> Items from a data source:
* * * * *

//! The command-level error type.

use std::fmt;
use std::path::PathBuf;

use sift_engine::EngineError;
use sift_io::IoError;
use sift_math::MathError;
use sift_model::{LoadError, ModelError};

/// Any failure a command can exit with.
#[derive(Debug)]
pub enum CliError {
    /// Reading or writing a record or parameter file failed.
    Io(IoError),
    /// An assimilation operation failed.
    Engine(EngineError),
    /// A covariance or operator vector had the wrong shape.
    Math(MathError),
    /// The model library could not be resolved or loaded.
    Load(LoadError),
    /// The `--model-option` file does not exist.
    OptionFileMissing {
        /// The path as given.
        path: PathBuf,
    },
}

impl fmt::Display for CliError {
    fn fmt(&self, f: &mut fmt::Formatter<'_>) -> fmt::Result {
        match self {
            Self::Io(e) => write!(f, "{e}"),
            Self::Engine(e) => write!(f, "{e}"),
            Self::Math(e) => write!(f, "{e}"),
            Self::Load(e) => write!(f, "{e}"),
            Self::OptionFileMissing { path } => {
                write!(f, "{} not exist", path.display())
            }
        }
    }
}

impl std::error::Error for CliError {
    fn source(&self) -> Option<&(dyn std::error::Error + 'static)> {
        match self {
            Self::Io(e) => Some(e),
            Self::Engine(e) => Some(e),
            Self::Math(e) => Some(e),
            Self::Load(e) => Some(e),
            Self::OptionFileMissing { .. } => None,
        }
    }
}

impl From<IoError> for CliError {
    fn from(e: IoError) -> Self {
        Self::Io(e)
    }
}

impl From<EngineError> for CliError {
    fn from(e: EngineError) -> Self {
        Self::Engine(e)
    }
}

impl From<MathError> for CliError {
    fn from(e: MathError) -> Self {
        Self::Math(e)
    }
}

impl From<LoadError> for CliError {
    fn from(e: LoadError) -> Self {
        Self::Load(e)
    }
}

impl From<ModelError> for CliError {
    fn from(e: ModelError) -> Self {
        Self::Engine(EngineError::Model(e))
    }
}

impl From<sift_core::ValidationError> for CliError {
    fn from(e: sift_core::ValidationError) -> Self {
        Self::Engine(EngineError::Validation(e))
    }
}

* * * * *

> WORK ORDER:
Once you have counted the lines of the data that contain the word "impl", please reply with that number alone.

> RESPONSE BELOW:
8